O advogado Marcelo Mascaro Nascimento, sócio de Mascaro Nascimento Advocacia Trabalhista, ressalta a importância desse artigo da CLT em um momento de crise como o atual. Ele também entende que a redução só se aplica à multa do FGTS.

“Diante desse cenário, é importante atentar para o fato de que o artigo 502 da CLT não prevê expressamente a redução pela metade de todas as verbas devidas na extinção do contrato de emprego. O que o referido artigo dispõe é que o empregador deve efetuar o pagamento de uma indenização pela metade. Essa indenização está relacionada ao FGTS.

Redução de todas as verbas rescisórias

O advogado Mário Inácio Ferreira Filho, especialista em micro e pequenas empresas da IF Assessoria Empresarial, tem uma interpretação mais ampla do artigo 502 da CLT.

“O artigo prevê que, se a empresa fechar as portas devido a motivos de força maior, como é o caso da pandemia do coronavírus, ela pagará o equivalente a 50% do valor a que o empregado teria direito de receber”, disse. Isso incluiria outras verbas rescisórias no cálculo da redução.

Empresário tem de provar causas do fechamento

Para seguir a lei, o empregador tem de comprovar na Justiça do Trabalho que o fechamento da empresa deve-se exclusivamente às consequências da pandemia.

Outras situações consideradas de força maior são, por exemplo, quando incêndios ou alagamentos obrigam a empresa a fechar as portas definitivamente, disse Ferreira Filho.

Grávidas e outras exceções

A demissão com o pagamento de metade das verbas rescisórias valeria para todos os funcionários, com exceção dos que tiverem alguma estabilidade, como grávidas e profissionais que retornaram de afastamento por acidente de trabalho.

“Os funcionários que tiverem alguma estabilidade irão perder o direito a essa estabilidade e poderão ser demitidos também, mas sua rescisão deverá ser paga no valor integral”, afirmou.

Empregados com contrato de trabalho com prazo determinado, como os que estão em período de experiência, também estão sujeitos à redução da indenização.

Em que situações alegar força maior?

A advogada Fernanda Perregil, sócia e responsável pela área trabalhista no escritório Innocenti Advogados Associados, afirma que não basta a empresa passar por uma crise para ter o direito de reduzir as verbas rescisórias.

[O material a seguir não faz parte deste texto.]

//! Bootstrap gate.
//!
//! Until a superuser exists the API only serves the superuser check, creation
//! and signin routes (plus health and docs). Every request starts from
//! `Uninitialized` and resolves against the store; nothing is cached.

use async_trait::async_trait;
use std::sync::Arc;

use crate::errors::{AppError, AppResult};
use crate::infra::UnitOfWork;

#[derive(Debug, Clone, Copy, Default, PartialEq, Eq)]
pub enum BootstrapState {
    /// Not yet resolved against the store
    #[default]
    Uninitialized,
    /// No active superuser
    AwaitingSetup,
    Ready,
}

/// What a request is trying to do, as far as the gate cares.
#[derive(Debug, Clone, Copy, PartialEq, Eq)]
pub enum GatedOperation {
    CheckSuperUser,
    CreateSuperUser,
    SignIn,
    /// Health probes and API docs
    Exempt,
    Other,
}

impl GatedOperation {
    pub fn classify(path: &str) -> Self {
        let path = match path.trim_end_matches('/') {
            "" => "/",
            trimmed => trimmed,
        };

        match path {
            "/superuser/check" => GatedOperation::CheckSuperUser,
            "/superuser/create" => GatedOperation::CreateSuperUser,
            "/users/signin" | "/superuser/signin" => GatedOperation::SignIn,
            "/" | "/health" => GatedOperation::Exempt,
            p if p.starts_with("/swagger-ui") || p.starts_with("/api-docs") => {
                GatedOperation::Exempt
            }
            _ => GatedOperation::Other,
        }
    }
}

impl BootstrapState {
    /// Resolve from the number of active superusers. Only `Uninitialized`
    /// moves; a resolved state changes through `after_superuser_created`.
    pub fn resolve(self, active_superusers: u64) -> Self {
        match self {
            BootstrapState::Uninitialized if active_superusers == 0 => {
                BootstrapState::AwaitingSetup
            }
            BootstrapState::Uninitialized => BootstrapState::Ready,
            resolved => resolved,
        }
    }

    pub fn permits(&self, operation: GatedOperation) -> bool {
        self.check(operation).is_ok()
    }

    /// Decide whether `operation` may proceed in this state.
    pub fn check(&self, operation: GatedOperation) -> AppResult<()> {
        use GatedOperation::*;

        match (self, operation) {
            (_, Exempt) => Ok(()),
            (BootstrapState::AwaitingSetup, CheckSuperUser | CreateSuperUser | SignIn) => Ok(()),
            (BootstrapState::Ready, CreateSuperUser) => Err(AppError::SuperUserExists),
            (BootstrapState::Ready, _) => Ok(()),
            (BootstrapState::AwaitingSetup | BootstrapState::Uninitialized, _) => {
                Err(AppError::SetupRequired)
            }
        }
    }

    /// Transition after a superuser was created.
    pub fn after_superuser_created(self) -> Self {
        BootstrapState::Ready
    }
}

/// Gate consulted by the HTTP middleware.
#[async_trait]
pub trait SetupGate: Send + Sync {
    /// Current state, derived from the store
    async fn state(&self) -> AppResult<BootstrapState>;

    /// Resolve the state and check the request path against it.
    ///
    /// Superuser creation always reaches its handler: the body is validated
    /// there first, then the authenticator applies the same state check.
    async fn check(&self, path: &str) -> AppResult<()> {
        let operation = GatedOperation::classify(path);
        if matches!(operation, GatedOperation::Exempt | GatedOperation::CreateSuperUser) {
            return Ok(());
        }

        let state = self.state().await?;
        state.check(operation).map_err(|e| {
            tracing::warn!(path = %path, state = ?state, error = %e, "Request blocked by bootstrap gate");
            e
        })
    }
}

pub struct BootstrapGate<U: UnitOfWork> {
    uow: Arc<U>,
}

impl<U: UnitOfWork> BootstrapGate<U> {
    pub fn new(uow: Arc<U>) -> Self {
        Self { uow }
    }
}

#[async_trait]
impl<U: UnitOfWork> SetupGate for BootstrapGate<U> {
    async fn state(&self) -> AppResult<BootstrapState> {
        let count = self.uow.superusers().count_active().await?;
        Ok(BootstrapState::default().resolve(count))
    }
}

#[cfg(test)]
mod tests {
    use super::*;
    use crate::infra::{MockSuperUserRepository, MockUserRepository};
    use crate::services::test_support::MockUow;

    #[test]
    fn test_resolve() {
        assert_eq!(BootstrapState::default(), BootstrapState::Uninitialized);
        assert_eq!(BootstrapState::default().resolve(0), BootstrapState::AwaitingSetup);
        assert_eq!(BootstrapState::default().resolve(1), BootstrapState::Ready);
    }

    #[test]
    fn test_resolved_state_only_moves_on_creation() {
        let awaiting = BootstrapState::default().resolve(0);
        assert_eq!(awaiting.resolve(1), BootstrapState::AwaitingSetup);
        assert_eq!(awaiting.after_superuser_created(), BootstrapState::Ready);
        assert_eq!(BootstrapState::Ready.resolve(0), BootstrapState::Ready);
    }

    #[test]
    fn test_classify_paths() {
        assert_eq!(GatedOperation::classify("/superuser/check"), GatedOperation::CheckSuperUser);
        assert_eq!(GatedOperation::classify("/superuser/create/"), GatedOperation::CreateSuperUser);
        assert_eq!(GatedOperation::classify("/users/signin"), GatedOperation::SignIn);
        assert_eq!(GatedOperation::classify("/superuser/signin"), GatedOperation::SignIn);
        assert_eq!(GatedOperation::classify("/health"), GatedOperation::Exempt);
        assert_eq!(GatedOperation::classify("/"), GatedOperation::Exempt);
        assert_eq!(GatedOperation::classify("/swagger-ui/index.html"), GatedOperation::Exempt);
        assert_eq!(GatedOperation::classify("/api-docs/openapi.json"), GatedOperation::Exempt);
        assert_eq!(GatedOperation::classify("/users/register"), GatedOperation::Other);
        assert_eq!(GatedOperation::classify("/admin/stats"), GatedOperation::Other);
    }

    #[test]
    fn test_awaiting_setup_allows_only_bootstrap_routes() {
        let state = BootstrapState::AwaitingSetup;
        assert!(state.permits(GatedOperation::CheckSuperUser));
        assert!(state.permits(GatedOperation::CreateSuperUser));
        assert!(state.permits(GatedOperation::SignIn));
        assert!(state.permits(GatedOperation::Exempt));
        assert!(matches!(
            state.check(GatedOperation::Other),
            Err(AppError::SetupRequired)
        ));
    }

    #[test]
    fn test_ready_rejects_second_superuser() {
        let state = BootstrapState::AwaitingSetup.after_superuser_created();
        assert_eq!(state, BootstrapState::Ready);
        assert!(state.permits(GatedOperation::Other));
        assert!(matches!(
            state.check(GatedOperation::CreateSuperUser),
            Err(AppError::SuperUserExists)
        ));
    }

    #[test]
    fn test_uninitialized_allows_only_exempt() {
        let state = BootstrapState::Uninitialized;
        assert!(state.permits(GatedOperation::Exempt));
        assert!(!state.permits(GatedOperation::SignIn));
    }

    #[tokio::test]
    async fn test_gate_rederives_state_each_call() {
        let mut superusers = MockSuperUserRepository::new();
        let mut seq = mockall::Sequence::new();
        superusers
            .expect_count_active()
            .times(1)
            .in_sequence(&mut seq)
            .returning(|| Ok(0));
        superusers
            .expect_count_active()
            .times(1)
            .in_sequence(&mut seq)
            .returning(|| Ok(1));

        let gate = BootstrapGate::new(Arc::new(MockUow::new(MockUserRepository::new(), superusers)));

        assert!(matches!(gate.check("/admin/stats").await, Err(AppError::SetupRequired)));
        assert!(gate.check("/admin/stats").await.is_ok());
    }

    #[tokio::test]
    async fn test_exempt_paths_skip_the_store() {
        let mut superusers = MockSuperUserRepository::new();
        superusers.expect_count_active().never();

        let gate = BootstrapGate::new(Arc::new(MockUow::new(MockUserRepository::new(), superusers)));
        assert!(gate.check("/health").await.is_ok());
    }

    #[tokio::test]
    async fn test_creation_deferred_to_authenticator() {
        let mut superusers = MockSuperUserRepository::new();
        superusers.expect_count_active().never();

        let gate = BootstrapGate::new(Arc::new(MockUow::new(MockUserRepository::new(), superusers)));
        assert!(gate.check("/superuser/create").await.is_ok());
    }
}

Segundo ela, muitas decisões da Justiça do Trabalho consideram que dificuldades financeiras não são, por si só, motivo de força maior. “Mas a crise advinda do coronavírus pode ser considerada um motivo de força maior e possibilitar a aplicação desse artigo”, declarou.

Calamidade comprova força maior, diz advogado

Para o advogado Bruno Régis, a medida provisória 927 reconhece o estado de força maior e, consequentemente, passou a permitir a aplicação do artigo 502 da CLT. A MP flexibilizou regras trabalhistas, permitindo, por exemplo, que as empresas adiantem férias dos trabalhadores.

“Nunca existiu um caso com essa magnitude, que atinge todos os empregadores brasileiros. O artigo não é novo, mas a MP deu eficácia à aplicabilidade geral desse dispositivo”, afirmou.

MP não pode decretar força maior, afirma outro profissional

Freitas Júnior, porém, diz que a MP 927 não poderia ser utilizada para alegar motivo de força maior.

“Não é uma medida provisória, uma lei ou um decreto que caracterizam a hipótese de força maior. Ela se caracteriza pelas circunstâncias concretas enfrentadas por cada empresa, que, não podendo mais honrar com seus compromissos, precisa encerrar definitivamente suas atividades e dispensar os funcionários. Mas não é toda e qualquer empresa, indistintamente, que pode se socorrer da figura de força maior para isso. Embora a calamidade seja generalizada, a força maior depende de cada caso”, declarou.

Guilherme Feliciano, também professor do departamento de Direito do Trabalho da USP e juiz do Trabalho no Tribunal Regional do Trabalho da 15ª Região (TRT-15), com sede em Campinas (SP), afirmou que a pandemia do coronavírus pode ser considerada força maior, mas isso tem de ser reconhecido judicialmente.

“O empregador deverá alegar em juízo, diante de uma reclamação trabalhista que o ex-funcionário apresente, que agiu numa circunstância de força maior, por uma abrupta queda de demanda”, afirmou Feliciano, ex-presidente da Anamatra (Associação Nacional dos Magistrados da Justiça do Trabalho).